That was all. At first, when I was little, I thought he was away on a journey. Then, when I got older, I realized it was just mother's beautiful way of putting it. So now I like to think of him as being just away on a journey. And of _course_ I never say anything to mother. But I do wish I could have known him. He must have been so fine and splendid!'"

"The dear child!" murmured Mrs. Thayer.

The doctor turned on his heel and walked over to the window abruptly.

There was a moment's silence; then softly, Helen said, as she rose to her feet: "So you see now I'm not worrying so much for fear she will question me; and I shall be so happy, by and by, when she finds that daddy has been, after all, only on a journey."

Edith Thayer, alone with her brother, after Helen Denby had gone upstairs, wiped her eyes.

It was the doctor who spoke first.

"If Burke Denby doesn't fall head over heels in love with that little woman and _know_ he's got the dearest treasure on earth, I--I shall do it myself," he declared savagely. He, too, was wiping his eyes.

His sister laughed tremulously.

"Well, I am in love with her--and I'm not ashamed to own it," she declared. "How altogether dear and charming and winsome she is! And when you think--what these years have done for her!"

CHAPTER XX

THE CURTAIN RISES

It was, indeed, quite "easy"--surprisingly so, as the doctor soon found out. Not without some trepidation, however, had he taken the train for Dalton the next morning and presented his proposition to the master of Denby House.

"I think I've found your private secretary," he began blithely, hoping that his pounding heart-throbs did not really sound like a drum.

"You have? Good! What's her name? Somebody you know?" questioned Burke Denby, with a show of interest.

"Yes. She's a Miss Darling, and I've known her family for years." (The doctor gulped and swallowed a bit convulsively. The doctor was feeling that the very walls of the room must be shouting aloud his secret--but he kept bravely on.) "She doesn't know shorthand, but she can typewrite, and she's very quick at taking dictation in long hand, I fancy; and she knows several languages, I believe. I'm sure you'll find her capable and trustworthy in every way."

"Very good! Sounds well, sure," smiled Burke. "And here, for my needs, speed and shorthand are not so necessary. I do only personal business at the house. What salary does she want?"

So unexpected and disconcerting was this quite natural question that the doctor, totally unprepared for it, nearly betrayed himself by his confusion.

"Eh? Er--ah--oh, great Scott! Why didn't they--I might have known--" he floundered. Then, sharply, he recovered himself. "Well, really," he laughed lightly, "I'm a crackerjack at applying for a job, and no mistake! I quite forgot to ask what salary she did expect. But I don't believe that will matter materially. She'll come for what is right, I'm sure; and you'll be willing to pay that."

"Oh, yes; it doesn't matter. I'll be glad to give her a trial, anyway; and if she's all you crack her up to be I'll pay her _more_ than what's right. When can she come? Where does she live?"

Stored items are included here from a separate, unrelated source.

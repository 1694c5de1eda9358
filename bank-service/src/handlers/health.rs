use axum::{extract::State, http::StatusCode, response::IntoResponse, Json};
use serde_json::json;
use service_core::error::AppError;

use crate::{services::get_metrics, AppState};

/// Liveness plus a store ping; 503 when the store cannot be reached.
pub async fn health_check(
    State(state): State<AppState>,
) -> Result<Json<serde_json::Value>, AppError> {
    state.store.health_check().await.map_err(|e| {
        tracing::error!(error = %e, "Bank store health check failed");
        AppError::ServiceUnavailable
    })?;

    Ok(Json(json!({
        "status": "ok",
        "service": state.config.service_name,
        "version": state.config.service_version,
    })))
}

pub async fn readiness_check() -> impl IntoResponse {
    (StatusCode::OK, Json(json!({ "status": "ready" })))
}

/// Prometheus metrics endpoint.
pub async fn metrics_endpoint() -> impl IntoResponse {
    (
        StatusCode::OK,
        [("content-type", "text/plain; charset=utf-8")],
        get_metrics(),
    )
}

pub async fn route_not_found() -> AppError {
    AppError::NotFound(anyhow::anyhow!("Route not found"))
}
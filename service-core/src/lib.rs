//! service-core: Shared infrastructure for the bank record services.
pub mod config;
pub mod error;
pub mod middleware;
pub mod observability;

pub use axum;
pub use mongodb;
pub use serde;
pub use tracing;
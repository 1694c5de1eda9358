use axum::http::{HeaderMap, HeaderValue};
use axum::{extract::Request, middleware::Next, response::Response};
use uuid::Uuid;

pub const REQUEST_ID_HEADER: &str = "x-request-id";

/// Reuse the caller's request id, or mint a fresh one.
pub fn resolve_request_id(headers: &HeaderMap) -> String {
    headers
        .get(REQUEST_ID_HEADER)
        .and_then(|h| h.to_str().ok())
        .filter(|s| !s.is_empty())
        .map(str::to_string)
        .unwrap_or_else(|| Uuid::new_v4().to_string())
}

pub async fn request_id_middleware(mut req: Request, next: Next) -> Response {
    let request_id = resolve_request_id(req.headers());
    let header_value = HeaderValue::from_str(&request_id).ok();

    if let Some(value) = header_value.clone() {
        req.headers_mut().insert(REQUEST_ID_HEADER, value);
    }

    let mut response = next.run(req).await;

    if let Some(value) = header_value {
        response.headers_mut().insert(REQUEST_ID_HEADER, value);
    }

    response
}
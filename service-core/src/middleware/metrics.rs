use axum::{
    extract::{MatchedPath, Request},
    middleware::Next,
    response::Response,
};
use metrics::{counter, histogram};
use std::time::Instant;

/// Label value for requests that did not match any route.
const UNMATCHED_PATH: &str = "unmatched";

pub async fn metrics_middleware(req: Request, next: Next) -> Response {
    let start = Instant::now();
    let method = req.method().to_string();
    // Route templates keep identifiers out of the label set.
    let path = req
        .extensions()
        .get::<MatchedPath>()
        .map(|p| p.as_str().to_string())
        .unwrap_or_else(|| UNMATCHED_PATH.to_string());

    let response = next.run(req).await;

    let duration = start.elapsed();
    let status = response.status().as_u16().to_string();

    let labels = [("method", method), ("path", path), ("status", status)];

    counter!("http_requests_total", &labels).increment(1);
    histogram!("http_request_duration_seconds", &labels).record(duration.as_secs_f64());

    response
}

"Well, she's going to live here in Dalton," evaded the doctor cautiously. "She's not here yet; but she and her mother are coming--er--next week, I believe. Better not count on her beginning work till the first, though, perhaps. That'll be next week Thursday. I should think they ought to be--er--settled by that time." The doctor drew a long breath, much after the fashion of a man who has been crossing a bit of particularly thin ice.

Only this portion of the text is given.